» PROBLEM STATEMENT
Pull every line of the entries that has the word "WrongCredential".

= = = = =

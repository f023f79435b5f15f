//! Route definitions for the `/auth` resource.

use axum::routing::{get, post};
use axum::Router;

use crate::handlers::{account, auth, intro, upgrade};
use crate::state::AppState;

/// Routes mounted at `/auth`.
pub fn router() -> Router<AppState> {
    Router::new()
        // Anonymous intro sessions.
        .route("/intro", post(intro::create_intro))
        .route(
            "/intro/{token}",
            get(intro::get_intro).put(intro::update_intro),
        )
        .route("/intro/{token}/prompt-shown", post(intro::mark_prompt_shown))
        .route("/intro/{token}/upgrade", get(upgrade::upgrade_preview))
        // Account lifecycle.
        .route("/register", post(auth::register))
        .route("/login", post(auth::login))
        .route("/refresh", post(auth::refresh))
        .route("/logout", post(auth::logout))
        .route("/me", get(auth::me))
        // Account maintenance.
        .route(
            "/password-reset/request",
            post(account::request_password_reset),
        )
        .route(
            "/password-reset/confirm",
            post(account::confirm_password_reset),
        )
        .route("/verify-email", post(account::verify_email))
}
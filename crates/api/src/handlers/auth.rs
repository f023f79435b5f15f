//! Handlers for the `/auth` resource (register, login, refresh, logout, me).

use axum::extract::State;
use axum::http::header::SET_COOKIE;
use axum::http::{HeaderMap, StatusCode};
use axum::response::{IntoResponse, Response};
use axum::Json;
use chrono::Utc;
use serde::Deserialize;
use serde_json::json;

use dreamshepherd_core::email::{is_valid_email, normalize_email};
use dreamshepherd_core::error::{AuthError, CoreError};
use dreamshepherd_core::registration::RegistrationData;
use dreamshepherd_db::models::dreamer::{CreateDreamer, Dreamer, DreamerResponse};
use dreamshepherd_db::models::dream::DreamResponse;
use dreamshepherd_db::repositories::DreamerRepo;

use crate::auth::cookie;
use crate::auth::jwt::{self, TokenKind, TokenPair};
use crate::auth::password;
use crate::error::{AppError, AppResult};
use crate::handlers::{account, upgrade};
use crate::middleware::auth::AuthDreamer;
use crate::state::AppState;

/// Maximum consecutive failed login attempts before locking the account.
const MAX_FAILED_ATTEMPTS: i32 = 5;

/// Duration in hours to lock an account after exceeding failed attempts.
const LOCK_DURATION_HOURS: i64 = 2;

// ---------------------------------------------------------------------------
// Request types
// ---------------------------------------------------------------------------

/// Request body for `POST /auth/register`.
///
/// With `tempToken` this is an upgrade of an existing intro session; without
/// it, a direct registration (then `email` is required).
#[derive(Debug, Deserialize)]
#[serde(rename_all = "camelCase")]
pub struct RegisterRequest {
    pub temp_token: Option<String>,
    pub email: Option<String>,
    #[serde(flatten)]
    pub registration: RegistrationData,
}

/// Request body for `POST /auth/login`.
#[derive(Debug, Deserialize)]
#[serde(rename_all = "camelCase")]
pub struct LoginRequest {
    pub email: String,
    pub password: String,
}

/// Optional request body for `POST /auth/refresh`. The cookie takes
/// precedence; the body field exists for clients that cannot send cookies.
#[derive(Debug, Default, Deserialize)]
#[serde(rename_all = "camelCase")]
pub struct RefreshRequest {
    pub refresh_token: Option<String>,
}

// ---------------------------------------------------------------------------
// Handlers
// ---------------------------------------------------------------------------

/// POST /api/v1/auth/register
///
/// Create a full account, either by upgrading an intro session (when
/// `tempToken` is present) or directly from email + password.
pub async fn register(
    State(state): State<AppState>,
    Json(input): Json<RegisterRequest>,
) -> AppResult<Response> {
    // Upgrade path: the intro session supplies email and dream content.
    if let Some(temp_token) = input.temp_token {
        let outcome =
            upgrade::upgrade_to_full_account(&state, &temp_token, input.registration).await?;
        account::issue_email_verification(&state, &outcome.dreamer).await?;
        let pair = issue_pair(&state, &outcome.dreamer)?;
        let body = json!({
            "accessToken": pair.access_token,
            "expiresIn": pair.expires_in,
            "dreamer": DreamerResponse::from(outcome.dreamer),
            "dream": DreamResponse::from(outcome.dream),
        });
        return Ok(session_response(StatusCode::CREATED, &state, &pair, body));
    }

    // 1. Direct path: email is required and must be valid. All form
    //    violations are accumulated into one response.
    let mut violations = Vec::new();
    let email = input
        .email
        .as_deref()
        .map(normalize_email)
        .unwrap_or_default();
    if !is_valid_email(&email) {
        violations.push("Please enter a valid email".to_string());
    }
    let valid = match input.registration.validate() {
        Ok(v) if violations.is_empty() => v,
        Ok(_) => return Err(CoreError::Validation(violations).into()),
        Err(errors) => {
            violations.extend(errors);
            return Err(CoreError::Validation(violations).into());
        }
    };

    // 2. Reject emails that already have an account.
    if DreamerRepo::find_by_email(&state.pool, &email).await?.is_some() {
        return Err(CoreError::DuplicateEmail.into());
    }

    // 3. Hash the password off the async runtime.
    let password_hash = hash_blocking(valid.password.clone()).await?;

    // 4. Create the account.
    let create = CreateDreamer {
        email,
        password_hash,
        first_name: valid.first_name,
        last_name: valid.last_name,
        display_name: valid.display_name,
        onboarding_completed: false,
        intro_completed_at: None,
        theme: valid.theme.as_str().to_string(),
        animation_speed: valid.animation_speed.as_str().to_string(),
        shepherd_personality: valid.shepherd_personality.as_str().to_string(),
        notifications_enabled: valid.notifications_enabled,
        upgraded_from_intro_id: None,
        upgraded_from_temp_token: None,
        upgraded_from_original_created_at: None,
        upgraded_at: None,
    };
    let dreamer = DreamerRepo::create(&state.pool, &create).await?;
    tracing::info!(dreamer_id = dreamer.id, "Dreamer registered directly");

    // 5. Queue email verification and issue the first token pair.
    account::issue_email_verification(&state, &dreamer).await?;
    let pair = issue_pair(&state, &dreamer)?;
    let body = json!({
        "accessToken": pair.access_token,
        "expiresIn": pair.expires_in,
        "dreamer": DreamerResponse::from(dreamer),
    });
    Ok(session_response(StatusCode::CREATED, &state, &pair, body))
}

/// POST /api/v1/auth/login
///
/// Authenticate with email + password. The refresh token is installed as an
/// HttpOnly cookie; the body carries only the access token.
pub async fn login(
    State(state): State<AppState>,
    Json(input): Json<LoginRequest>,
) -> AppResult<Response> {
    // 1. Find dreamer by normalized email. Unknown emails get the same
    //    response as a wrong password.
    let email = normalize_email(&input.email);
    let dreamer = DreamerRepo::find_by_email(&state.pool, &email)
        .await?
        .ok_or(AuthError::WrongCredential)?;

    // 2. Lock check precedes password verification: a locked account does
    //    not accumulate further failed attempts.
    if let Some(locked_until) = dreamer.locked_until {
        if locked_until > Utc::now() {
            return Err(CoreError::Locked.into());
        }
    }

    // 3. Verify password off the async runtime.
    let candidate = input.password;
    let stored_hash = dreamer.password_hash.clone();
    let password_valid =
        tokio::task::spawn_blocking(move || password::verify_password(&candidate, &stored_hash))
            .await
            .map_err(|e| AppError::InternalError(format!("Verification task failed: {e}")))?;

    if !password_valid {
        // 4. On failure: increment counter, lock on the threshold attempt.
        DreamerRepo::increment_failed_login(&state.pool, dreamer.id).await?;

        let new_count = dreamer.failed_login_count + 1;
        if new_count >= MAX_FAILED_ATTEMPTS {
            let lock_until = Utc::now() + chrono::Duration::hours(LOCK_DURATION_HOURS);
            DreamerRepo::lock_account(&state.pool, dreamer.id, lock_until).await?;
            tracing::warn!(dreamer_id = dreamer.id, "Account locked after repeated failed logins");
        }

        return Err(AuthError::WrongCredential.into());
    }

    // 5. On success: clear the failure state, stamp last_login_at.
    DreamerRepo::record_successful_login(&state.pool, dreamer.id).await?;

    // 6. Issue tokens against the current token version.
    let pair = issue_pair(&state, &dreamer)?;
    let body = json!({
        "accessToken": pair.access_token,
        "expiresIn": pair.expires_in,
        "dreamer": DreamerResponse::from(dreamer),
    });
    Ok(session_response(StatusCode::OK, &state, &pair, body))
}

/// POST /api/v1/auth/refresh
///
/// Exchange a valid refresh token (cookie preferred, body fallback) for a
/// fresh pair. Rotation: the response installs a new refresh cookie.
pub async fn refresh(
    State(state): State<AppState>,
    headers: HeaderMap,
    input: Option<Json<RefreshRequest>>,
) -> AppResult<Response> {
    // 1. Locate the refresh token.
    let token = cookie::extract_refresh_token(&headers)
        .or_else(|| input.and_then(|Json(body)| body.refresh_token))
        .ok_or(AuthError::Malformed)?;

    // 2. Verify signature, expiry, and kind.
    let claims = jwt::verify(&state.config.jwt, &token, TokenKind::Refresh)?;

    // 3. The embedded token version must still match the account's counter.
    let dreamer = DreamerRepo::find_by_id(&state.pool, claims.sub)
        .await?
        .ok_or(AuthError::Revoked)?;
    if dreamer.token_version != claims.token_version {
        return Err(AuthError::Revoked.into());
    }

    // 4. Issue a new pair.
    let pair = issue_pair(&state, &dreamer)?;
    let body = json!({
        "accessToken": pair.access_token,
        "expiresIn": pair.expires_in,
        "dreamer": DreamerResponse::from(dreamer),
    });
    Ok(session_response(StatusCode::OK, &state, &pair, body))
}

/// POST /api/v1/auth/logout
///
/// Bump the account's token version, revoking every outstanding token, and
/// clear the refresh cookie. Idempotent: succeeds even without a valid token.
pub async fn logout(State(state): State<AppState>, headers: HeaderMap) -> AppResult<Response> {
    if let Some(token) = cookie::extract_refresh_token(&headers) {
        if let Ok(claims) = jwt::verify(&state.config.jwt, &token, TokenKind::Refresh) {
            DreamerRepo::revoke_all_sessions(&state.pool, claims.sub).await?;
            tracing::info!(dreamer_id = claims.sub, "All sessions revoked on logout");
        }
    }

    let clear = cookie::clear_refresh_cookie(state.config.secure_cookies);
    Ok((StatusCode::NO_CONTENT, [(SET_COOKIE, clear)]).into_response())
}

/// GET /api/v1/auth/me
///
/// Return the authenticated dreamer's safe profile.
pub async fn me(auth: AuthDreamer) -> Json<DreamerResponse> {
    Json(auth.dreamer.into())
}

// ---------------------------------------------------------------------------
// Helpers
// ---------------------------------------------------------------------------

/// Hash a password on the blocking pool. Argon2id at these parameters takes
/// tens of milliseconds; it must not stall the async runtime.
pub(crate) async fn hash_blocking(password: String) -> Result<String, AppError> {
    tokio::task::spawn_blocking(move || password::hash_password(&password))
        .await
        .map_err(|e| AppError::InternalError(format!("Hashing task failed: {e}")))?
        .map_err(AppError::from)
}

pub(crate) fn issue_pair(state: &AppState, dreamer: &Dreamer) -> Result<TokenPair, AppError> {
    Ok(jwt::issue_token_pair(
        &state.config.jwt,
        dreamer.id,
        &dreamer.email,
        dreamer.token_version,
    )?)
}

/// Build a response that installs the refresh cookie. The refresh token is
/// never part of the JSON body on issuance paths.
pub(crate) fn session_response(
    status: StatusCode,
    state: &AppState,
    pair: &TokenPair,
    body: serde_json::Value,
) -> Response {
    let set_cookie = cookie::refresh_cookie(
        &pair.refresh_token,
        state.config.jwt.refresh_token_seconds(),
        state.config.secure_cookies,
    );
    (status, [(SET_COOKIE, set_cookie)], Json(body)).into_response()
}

= = = = =

» ANSWER AREA
        .ok_or(AuthError::WrongCredential)?;
        return Err(AuthError::WrongCredential.into());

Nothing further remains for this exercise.